Hmmm never heard of that one before.


----------



## Polaris425 (Dec 16, 2004)

New to me too.


----------



## Madmax (Feb 15, 2012)

it seams like a ligit company i just cant find any reviews or anything about them,just a bunch of you tube videos and they seam to sound pretty good. and for only 265 its the best price ive been able to find for a slip on exhaust


----------



## bruteman19 (Jan 14, 2012)

Ask southernmuddjunkie. I think he has one on his 850xp


----------



## Southernmuddjunkie (Mar 27, 2012)

I love mine man! I get compliments on it all the time. Most ppl are use to the so called "weed eater" sound the older polaris makes. Mine sounds Nothing like that with this pipe. I would say its closer to a Harley in sound. I know the 500's dont have the same motor but I would imagine it will have a nice rumble to it.
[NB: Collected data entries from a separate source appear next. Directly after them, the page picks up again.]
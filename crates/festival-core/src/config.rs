//! Client configuration.
//!
//! Replaces the values the server used to hide in page markup (festival and
//! user ids, localized labels) with an explicit object. Values come from a
//! TOML file first, then from `FESTIVAL_*` environment variables.

use serde::{Deserialize, Serialize};
use std::path::{Path, PathBuf};
use std::time::Duration;
use tracing::debug;

use crate::chronicle::upload::{UploadMode, UploadPolicy};
use crate::chronicle::{Acknowledge, ChronicleFile, LinkBuilder, LinkStyle, PathLayout};
use crate::error::{FestivalError, FestivalResult};

/// Default server URL.
pub const DEFAULT_BASE_URL: &str = "http://127.0.0.1:5000";

/// Delay between two notification polls.
pub const DEFAULT_POLL_INTERVAL_SECS: u64 = 10;

/// Shortest accepted delay between two polls.
pub const MIN_POLL_INTERVAL_SECS: u64 = 1;

/// Hover time before a user popover is fetched.
pub const DEFAULT_POPOVER_DELAY_MS: u64 = 250;

pub const DEFAULT_REQUEST_TIMEOUT_SECS: u64 = 10;

pub const DEFAULT_UPLOAD_PATH: &str = "/chronicle/upload";

pub const DEFAULT_UPLOAD_PARALLELISM: usize = 2;

/// Largest accepted chronicle file (1 MiB).
pub const DEFAULT_MAX_UPLOAD_BYTES: u64 = 1024 * 1024;

pub const DEFAULT_ALLOWED_EXTENSIONS: &[&str] = &[".jpg", ".png", ".gif"];

/// Localized UI labels.
#[derive(Debug, Clone, PartialEq, Eq, Serialize, Deserialize)]
#[serde(default)]
pub struct Labels {
    /// Prompt shown inside the empty upload area.
    pub hint: String,
    pub copy: String,
    pub delete: String,
}

impl Default for Labels {
    fn default() -> Self {
        Self {
            hint: "Drop files here to upload".to_string(),
            copy: "Copy".to_string(),
            delete: "Delete".to_string(),
        }
    }
}

/// Festival client configuration.
#[derive(Debug, Clone, Serialize, Deserialize)]
#[serde(default)]
pub struct Config {
    pub base_url: String,
    pub festival_id: Option<String>,
    pub user_id: Option<String>,
    /// Session cookie forwarded verbatim on every request.
    pub cookie: Option<String>,
    pub poll_interval_secs: u64,
    pub popover_delay_ms: u64,
    pub request_timeout_secs: u64,
    pub link_style: LinkStyle,
    pub path_layout: PathLayout,
    pub acknowledge: Acknowledge,
    pub upload_mode: UploadMode,
    pub upload_path: String,
    pub upload_parallelism: usize,
    pub max_upload_bytes: u64,
    pub allowed_extensions: Vec<String>,
    pub labels: Labels,
}

impl Default for Config {
    fn default() -> Self {
        Self {
            base_url: DEFAULT_BASE_URL.to_string(),
            festival_id: None,
            user_id: None,
            cookie: None,
            poll_interval_secs: DEFAULT_POLL_INTERVAL_SECS,
            popover_delay_ms: DEFAULT_POPOVER_DELAY_MS,
            request_timeout_secs: DEFAULT_REQUEST_TIMEOUT_SECS,
            link_style: LinkStyle::default(),
            path_layout: PathLayout::default(),
            acknowledge: Acknowledge::default(),
            upload_mode: UploadMode::default(),
            upload_path: DEFAULT_UPLOAD_PATH.to_string(),
            upload_parallelism: DEFAULT_UPLOAD_PARALLELISM,
            max_upload_bytes: DEFAULT_MAX_UPLOAD_BYTES,
            allowed_extensions: DEFAULT_ALLOWED_EXTENSIONS
                .iter()
                .map(|e| e.to_string())
                .collect(),
            labels: Labels::default(),
        }
    }
}

impl Config {
    /// Default config file location (`~/.config/festival/config.toml` on Linux).
    pub fn default_path() -> Option<PathBuf> {
        dirs::config_dir().map(|dir| dir.join("festival").join("config.toml"))
    }

    /// Load configuration.
    ///
    /// An explicit `path` must exist. Without one, the default location is
    /// used when present, otherwise built-in defaults. Environment overrides
    /// are applied last.
    pub fn load(path: Option<&Path>) -> FestivalResult<Self> {
        let mut config = match path {
            Some(path) => Self::from_file(path)?,
            None => match Self::default_path().filter(|p| p.exists()) {
                Some(path) => Self::from_file(&path)?,
                None => {
                    debug!("No config file found, using defaults");
                    Self::default()
                }
            },
        };
        config.apply_env_from(|key| std::env::var(key).ok());
        Ok(config)
    }

    /// Read a TOML config file.
    pub fn from_file(path: &Path) -> FestivalResult<Self> {
        let content = std::fs::read_to_string(path)?;
        debug!(path = %path.display(), "Loaded config file");
        Self::from_toml_str(&content)
    }

    pub fn from_toml_str(content: &str) -> FestivalResult<Self> {
        Ok(toml::from_str(content)?)
    }

    /// Apply `FESTIVAL_*` overrides through the given lookup.
    pub fn apply_env_from(&mut self, lookup: impl Fn(&str) -> Option<String>) {
        if let Some(url) = lookup("FESTIVAL_URL") {
            self.base_url = url;
        }
        if let Some(id) = lookup("FESTIVAL_ID") {
            self.festival_id = Some(id);
        }
        if let Some(id) = lookup("FESTIVAL_USER") {
            self.user_id = Some(id);
        }
        if let Some(cookie) = lookup("FESTIVAL_COOKIE") {
            self.cookie = Some(cookie);
        }
    }

    pub fn poll_interval(&self) -> Duration {
        Duration::from_secs(self.poll_interval_secs.max(MIN_POLL_INTERVAL_SECS))
    }

    pub fn popover_delay(&self) -> Duration {
        Duration::from_millis(self.popover_delay_ms)
    }

    pub fn request_timeout(&self) -> Duration {
        Duration::from_secs(self.request_timeout_secs)
    }

    /// Link builder for the configured style and path layout.
    pub fn link_builder(&self) -> LinkBuilder {
        LinkBuilder::new(self.link_style, self.path_layout)
    }

    pub fn upload_policy(&self) -> UploadPolicy {
        UploadPolicy::new(self.allowed_extensions.clone(), self.max_upload_bytes)
    }

    /// Festival and user id of the chronicle being edited.
    ///
    /// Fails when either is missing or blank.
    pub fn chronicle_owner(&self) -> FestivalResult<(&str, &str)> {
        let festival_id = required(&self.festival_id, "festival_id")?;
        let user_id = required(&self.user_id, "user_id")?;
        Ok((festival_id, user_id))
    }

    /// Reference to a file in the configured user's chronicle.
    pub fn chronicle_file(&self, file_name: &str) -> FestivalResult<ChronicleFile> {
        let (festival_id, user_id) = self.chronicle_owner()?;
        Ok(ChronicleFile::new(file_name, festival_id, user_id))
    }
}

fn required<'a>(value: &'a Option<String>, name: &str) -> FestivalResult<&'a str> {
    value
        .as_deref()
        .map(str::trim)
        .filter(|v| !v.is_empty())
        .ok_or_else(|| FestivalError::config(format!("{} is not set", name)))
}
//! Terminal output formatting.

use colored::Colorize;
use festival_core::chronicle::upload::{
    CompletionAction, HiddenField, UploadCompletion, UploadStatus,
};
use festival_core::notification::{Counter, CounterSlot, Counters};
use festival_core::table::Table;
use unicode_width::UnicodeWidthStr;

/// Print one badge change as it happens.
pub fn print_counter_change(slot: CounterSlot, counter: &Counter) {
    let time = chrono::Local::now().format("%H:%M:%S");
    println!(
        "{} {:<16} {}",
        time.to_string().dimmed(),
        slot.element_id(),
        counter_text(counter)
    );
}

/// Print all badges.
pub fn print_counters(counters: &Counters) {
    println!("{}", "Badges".bold());
    for (slot, counter) in counters.iter() {
        println!("  {:<16} {}", slot.element_id(), counter_text(counter));
    }
}

fn counter_text(counter: &Counter) -> colored::ColoredString {
    if counter.visible {
        counter.text.yellow().bold()
    } else {
        "hidden".dimmed()
    }
}

/// Print the result of each upload with its follow-up action.
pub fn print_upload_completions(completions: &[UploadCompletion]) {
    for completion in completions {
        match &completion.status {
            UploadStatus::Uploaded { reference } => println!(
                "{} {} {}",
                "✓".green().bold(),
                completion.file_name.cyan(),
                format!("({})", reference).dimmed()
            ),
            UploadStatus::Failed { reason } => println!(
                "{} {} {}",
                "✗".red().bold(),
                completion.file_name.cyan(),
                reason.red()
            ),
        }

        match &completion.action {
            CompletionAction::CopySnippet(action) => {
                println!("    {} {}", format!("[{}]", action.label()).dimmed(), action.snippet());
            }
            CompletionAction::ReloadPage => {
                println!("    {}", "reload the chronicle page".dimmed());
            }
        }
    }
}

/// Print hidden form fields for a surrounding form.
pub fn print_form_fields(fields: &[HiddenField]) {
    if fields.is_empty() {
        return;
    }
    println!();
    println!("{}", "Form fields".bold());
    for field in fields {
        println!("{}", field.to_html());
    }
}

/// Print the visible rows of a table, fitting columns to the terminal.
pub fn print_table(table: &Table) {
    let rows: Vec<_> = table.visible_rows().collect();
    if rows.is_empty() {
        println!("{}", "No matching rows.".dimmed());
        return;
    }

    let columns = rows.iter().map(|r| r.cells.len()).max().unwrap_or(0);
    let mut widths = vec![0usize; columns];
    for row in &rows {
        for (i, cell) in row.cells.iter().enumerate() {
            widths[i] = widths[i].max(UnicodeWidthStr::width(cell.as_str()));
        }
    }

    // Shrink the widest column until the row fits.
    let available = term_width().saturating_sub(2 * columns.saturating_sub(1));
    while widths.iter().sum::<usize>() > available {
        match widths.iter_mut().max() {
            Some(widest) if *widest > 4 => *widest -= 1,
            _ => break,
        }
    }

    for row in &rows {
        let line: Vec<String> = row
            .cells
            .iter()
            .zip(&widths)
            .map(|(cell, width)| pad_right(&truncate_visual(cell, *width), *width))
            .collect();
        println!("{}", line.join("  ").trim_end());
    }

    println!();
    println!("{} of {} row(s) shown", rows.len(), table.rows.len());
}

/// Get terminal width, defaulting to 80.
fn term_width() -> usize {
    terminal_size::terminal_size()
        .map(|(w, _)| w.0 as usize)
        .unwrap_or(80)
}

/// Pad a plain string to a given visual width (right-padded).
fn pad_right(s: &str, width: usize) -> String {
    let visual = UnicodeWidthStr::width(s);
    if visual >= width {
        s.to_string()
    } else {
        format!("{}{}", s, " ".repeat(width - visual))
    }
}

/// Truncate a string respecting visual width.
fn truncate_visual(s: &str, max_width: usize) -> String {
    if UnicodeWidthStr::width(s) <= max_width {
        return s.to_string();
    }
    if max_width <= 3 {
        return ".".repeat(max_width);
    }
    let mut result = String::new();
    let mut current_width = 0;
    for ch in s.chars() {
        let ch_width = unicode_width::UnicodeWidthChar::width(ch).unwrap_or(0);
        if current_width + ch_width > max_width - 2 {
            break;
        }
        result.push(ch);
        current_width += ch_width;
    }
    result.push_str("..");
    result
}

#[cfg(test)]
mod tests {
    use super::*;

    #[test]
    fn test_truncate_visual() {
        assert_eq!(truncate_visual("Pilsner", 10), "Pilsner");
        assert_eq!(truncate_visual("Apple Juice", 7), "Apple..");
        assert_eq!(truncate_visual("Apple Juice", 3), "...");
    }

    #[test]
    fn test_pad_right() {
        assert_eq!(pad_right("ab", 4), "ab  ");
        assert_eq!(pad_right("abcdef", 4), "abcdef");
    }
}
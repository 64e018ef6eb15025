//! CLI command definitions and handlers.

use anyhow::{Context, Result};
use clap::{Parser, Subcommand};
use festival_core::Config;
use std::path::PathBuf;

pub mod actions;
pub mod delete;
pub mod filter;
pub mod link;
pub mod popup;
pub mod upload;
pub mod watch;

/// Festival - terminal companion for the festival chronicle application
#[derive(Parser)]
#[command(name = "festival")]
#[command(author, version, about, long_about = None)]
#[command(propagate_version = true)]
pub struct Cli {
    /// Enable verbose output
    #[arg(short, long, global = true)]
    pub verbose: bool,

    /// Path to the config file (defaults to ~/.config/festival/config.toml)
    #[arg(short, long, global = true)]
    pub config: Option<PathBuf>,

    /// Festival server URL (overrides config and FESTIVAL_URL)
    #[arg(long, global = true)]
    pub url: Option<String>,

    /// Also append logs to this file
    #[arg(long, global = true)]
    pub log: Option<PathBuf>,

    #[command(subcommand)]
    pub command: Commands,
}

#[derive(Subcommand)]
pub enum Commands {
    /// Watch notification badges
    Watch(watch::WatchArgs),

    /// Print the snippet for a chronicle file
    Link(link::LinkArgs),

    /// Upload chronicle files
    Upload(upload::UploadArgs),

    /// Delete a chronicle image
    Delete(delete::DeleteArgs),

    /// Show a user's popup card
    Popup(popup::PopupArgs),

    /// Print the file-action popover for a chronicle file
    Actions(actions::ActionsArgs),

    /// Filter a tab-separated list table
    Filter(filter::FilterArgs),
}

impl Cli {
    pub async fn execute(self) -> Result<()> {
        let mut config = Config::load(self.config.as_deref()).context("Failed to load config")?;
        if let Some(url) = self.url {
            config.base_url = url;
        }
        tracing::debug!(
            base_url = %config.base_url,
            festival_id = ?config.festival_id,
            user_id = ?config.user_id,
            "Configuration loaded"
        );

        match self.command {
            Commands::Watch(args) => watch::execute(args, &config).await,
            Commands::Link(args) => link::execute(args, &config),
            Commands::Upload(args) => upload::execute(args, &config).await,
            Commands::Delete(args) => delete::execute(args, &config).await,
            Commands::Popup(args) => popup::execute(args, &config).await,
            Commands::Actions(args) => actions::execute(args, &config),
            Commands::Filter(args) => filter::execute(args),
        }
    }
}
//! Notification badges.
//!
//! The server keeps per-user notifications; the client polls for the ones
//! newer than its watermark and mirrors their counts on badge counters.

pub mod model;
pub mod poller;

use async_trait::async_trait;

use crate::error::FestivalResult;
pub use model::{Counter, CounterSlot, Notification, NotificationKind, RawNotification, Watermark};
pub use poller::{NotificationPoller, PollOutcome, PollerHandle};

/// Where notifications come from.
#[async_trait]
pub trait NotificationSource: Send + Sync {
    /// Notifications strictly newer than `since`, oldest first.
    async fn fetch_since(&self, since: Watermark) -> FestivalResult<Vec<Notification>>;
}

/// Receives badge updates.
pub trait CounterBoard: Send {
    fn set_counter(&mut self, slot: CounterSlot, count: i64);
}

/// In-memory badge state.
#[derive(Debug, Clone, Default, PartialEq, Eq)]
pub struct Counters {
    festival_count: Counter,
    available_codes: Counter,
    admin_changed: Counter,
}

impl Counters {
    pub fn get(&self, slot: CounterSlot) -> &Counter {
        match slot {
            CounterSlot::FestivalCount => &self.festival_count,
            CounterSlot::AvailableCodes => &self.available_codes,
            CounterSlot::AdminChanged => &self.admin_changed,
        }
    }

    fn get_mut(&mut self, slot: CounterSlot) -> &mut Counter {
        match slot {
            CounterSlot::FestivalCount => &mut self.festival_count,
            CounterSlot::AvailableCodes => &mut self.available_codes,
            CounterSlot::AdminChanged => &mut self.admin_changed,
        }
    }

    pub fn iter(&self) -> impl Iterator<Item = (CounterSlot, &Counter)> {
        CounterSlot::ALL.into_iter().map(move |slot| (slot, self.get(slot)))
    }
}

impl CounterBoard for Counters {
    fn set_counter(&mut self, slot: CounterSlot, count: i64) {
        *self.get_mut(slot) = Counter::showing(count);
    }
}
If you do get it be sure and pull the end cap off and take the Spark Arrestor out or it will clog up if you go in any deep mud(it will also make it a little louder as well). Its a mesh cone in it and will pull right out with a pair of needle nose plyers. Check out the featured video on my Youtube page and you can hear mine. Mine has gotten a lot louder since i first got it due to it being dipped in the mud/water over time.


----------



## Southernmuddjunkie (Mar 27, 2012)

Speed Werx actually makes the pipe if yall are fimiliar with them. I know they do clutch kits as well for the polaris models.


----------



## Madmax (Feb 15, 2012)

thanks for the info im going to order one as soon as i my ride back from the shop been having carb issues but they are hooking me up.


----------



## montecarlo (Mar 17, 2011)

got a hsp on my gf's 2010 Polaris 500. Its the best sounding slip on ive heard on the 500s. But she is pretty loud


----------